The information that John Davidson moved to Huntsville, Alabama, is taken from the Biographical and Historical Memoirs of Northeast Arkansas published in 1889 by The Goodspeed Publishing Company from an account written by his grandson, Samuel Houston Davidson.
In this biographical account of his life Samuel Houston Davidson states that his father, John Wallace Davidson was born 1814 in Huntsville, Alabama, and died in October 1870. An actual on site observation of John Wallace Davidson’s headstone in the Evening Shade Cemetery reveals the actual date he died is October 12, 1869.
Samuel Houston Davidson also could have been mistaken about his grandfather being from Huntsville, Alabama, instead of Huntsville, Tennessee. Or, a Goodspeed copywriter could have misinterpreted or misread Samuel’s handwriting and listed it as Alabama instead of Tennessee. Actually, there was no Alabama in 1815 when John Davidson supposedly died. It was then a part of the Mississippi Territory.
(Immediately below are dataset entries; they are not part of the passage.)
//! Webhook delivery.
//!
//! Each new entry becomes one message: a short lead-in line plus a single
//! rich embed in the Discord webhook format.  Delivery is synchronous, one
//! HTTP call per entry.
//!
//! Whether a failed delivery still counts as handled is decided by
//! [`DeliveryPolicy`], not by the notifier.

use chrono::{DateTime, SecondsFormat, Utc};
use reqwest::blocking::{Client, Request};
use serde::{Deserialize, Serialize};
use thiserror::Error;

use crate::config::Branding;
use crate::destination::Destination;
use crate::normalize::FeedEntry;

#[derive(Debug, Error)]
pub enum DeliveryError {
    #[error("request failed: {0}")]
    Request(#[from] reqwest::Error),
    #[error("webhook answered {status}")]
    Status { status: u16 },
}

/// Sends entries somewhere.
pub trait Notifier {
    fn deliver(&self, entry: &FeedEntry, destination: &Destination) -> Result<(), DeliveryError>;
}

/// When an entry counts as handled for a destination.
#[derive(Debug, Clone, Copy, Default, PartialEq, Eq, Deserialize)]
#[serde(rename_all = "snake_case")]
pub enum DeliveryPolicy {
    /// Mark every attempted entry as seen, delivered or not.  Failed entries
    /// are never retried.
    #[default]
    AtMostOnce,
    /// Mark only entries the webhook accepted; failures are retried next
    /// cycle and may be posted twice if the webhook lied about failing.
    AtLeastOnce,
}

impl DeliveryPolicy {
    pub fn should_mark_seen(self, outcome: &Result<(), DeliveryError>) -> bool {
        match self {
            Self::AtMostOnce => true,
            Self::AtLeastOnce => outcome.is_ok(),
        }
    }
}

// ---------------------------------------------------------------------------
// Message body, Discord webhook format
// ---------------------------------------------------------------------------

#[derive(Debug, Serialize)]
pub struct WebhookPayload<'a> {
    pub content: &'a str,
    pub username: &'a str,
    #[serde(skip_serializing_if = "Option::is_none")]
    pub avatar_url: Option<&'a str>,
    pub embeds: Vec<Embed<'a>>,
}

#[derive(Debug, Serialize)]
pub struct Embed<'a> {
    pub title: &'a str,
    pub description: &'a str,
    #[serde(skip_serializing_if = "str::is_empty")]
    pub url: &'a str,
    pub color: u32,
    pub author: EmbedAuthor<'a>,
    pub fields: Vec<EmbedField<'a>>,
    #[serde(skip_serializing_if = "Option::is_none")]
    pub image: Option<EmbedImage<'a>>,
    pub footer: EmbedFooter<'a>,
    pub timestamp: String,
}

#[derive(Debug, Serialize)]
pub struct EmbedAuthor<'a> {
    pub name: &'a str,
    #[serde(skip_serializing_if = "Option::is_none")]
    pub url: Option<&'a str>,
    #[serde(skip_serializing_if = "Option::is_none")]
    pub icon_url: Option<&'a str>,
}

#[derive(Debug, Serialize)]
pub struct EmbedField<'a> {
    pub name: &'a str,
    pub value: &'a str,
    pub inline: bool,
}

#[derive(Debug, Serialize)]
pub struct EmbedImage<'a> {
    pub url: &'a str,
}

#[derive(Debug, Serialize)]
pub struct EmbedFooter<'a> {
    pub text: &'a str,
}

/// Build the message for `entry`.  `now` becomes the embed timestamp.
pub fn build_payload<'a>(
    entry: &'a FeedEntry,
    branding: &'a Branding,
    now: DateTime<Utc>,
) -> WebhookPayload<'a> {
    let embed = Embed {
        title: &entry.title,
        description: &entry.description,
        url: &entry.link,
        color: branding.color,
        author: EmbedAuthor {
            name: &branding.author_name,
            url: branding.author_url.as_deref(),
            icon_url: branding.author_icon_url.as_deref(),
        },
        fields: vec![EmbedField {
            name: "Date",
            value: &entry.published_raw,
            inline: false,
        }],
        image: entry.image_url.as_deref().map(|url| EmbedImage { url }),
        footer: EmbedFooter {
            text: &branding.footer,
        },
        timestamp: now.to_rfc3339_opts(SecondsFormat::Millis, true),
    };

    WebhookPayload {
        content: &branding.lead_in,
        username: &branding.username,
        avatar_url: branding.avatar_url.as_deref(),
        embeds: vec![embed],
    }
}

// ---------------------------------------------------------------------------
// HTTP delivery
// ---------------------------------------------------------------------------

/// Posts entries to Discord-compatible webhooks.
pub struct WebhookNotifier {
    client: Client,
    branding: Branding,
}

impl WebhookNotifier {
    pub fn new(client: Client, branding: Branding) -> Self {
        Self { client, branding }
    }

    /// The HTTP request that delivers `entry`, routed to the destination's
    /// thread when one is configured.
    pub fn request(
        &self,
        entry: &FeedEntry,
        destination: &Destination,
        now: DateTime<Utc>,
    ) -> reqwest::Result<Request> {
        let mut builder = self
            .client
            .post(&destination.endpoint)
            .json(&build_payload(entry, &self.branding, now));
        if let Some(thread_id) = &destination.thread_id {
            builder = builder.query(&[("thread_id", thread_id)]);
        }
        builder.build()
    }
}

impl Notifier for WebhookNotifier {
    fn deliver(&self, entry: &FeedEntry, destination: &Destination) -> Result<(), DeliveryError> {
        let request = self.request(entry, destination, Utc::now())?;
        let status = self.client.execute(request)?.status();
        if status.is_success() {
            Ok(())
        } else {
            Err(DeliveryError::Status {
                status: status.as_u16(),
            })
        }
    }
}

// ---------------------------------------------------------------------------
// Tests
// ---------------------------------------------------------------------------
John Wallace Davidson is known for certain to be our ancestor. It is well established his father was John Davidson and his mother was Mary Wallace. It is thought Lucinda “Lucy” (Davidson) Perkins was either John’s sister or his daughter. If his daughter then she is John Wallace Davidson’s older sister. Beyond this very little is known for certain about our Davidson ancestors. Following leads on John Wallace Davidson’s parents is like running down rabbit trails with a new briar patch at every twist and turn. We have yet to conclusively determine whom John’s father actually is. It is not known what happened to John Davidson and Mary (Wallace) Davidson. Things are never quite certain in the realm of early day genealogy. Dates are often elusive, misleading and misconstrued. Facts are often speculative or wishful thinking. That having been said there is reason to think the early Davidson ancestry may be one of the following:
A. The Virginia Connection:
James Davidson (unknown) – unknown
Old John Davidson (1730-1793) – Martha unknown
John Davidson (circa 1756) – unknown
John Davidson (1785-1815) – Mary Wallace
John Wallace Davidson (1814-1869) – Susan L. Prance
B. The North Carolina Connection:
James Davidson (unknown) – unknown
John Davidson (1730- unknown) – Hannah Hughson
Abraham Davidson (1755-1838) – Sarah Ellis
John Davidson (1785-1815) – Mary Wallace
John Wallace Davidson (1814-1869) – Susan L. Prance
The only one we know the history of for sure is John Wallace Davidson. He was a respected citizen of Camden, Tennessee, and was a well known and active figure in the politics and courts of Benton County. There is a wealth of information about him in the genealogy section of the Camden Library as well as the records at the courthouse. Sadly, there is nothing we’ve been able to find that gives any positive clues about his parents, John Davidson and Mary (Wallace) Davidson. It gives cause to wonder whatever happened to them and why there is not so much as even a dim trail to follow. Lucy is our only clue but she too fades away into the oblivion of the genealogical briar patch. The search continues.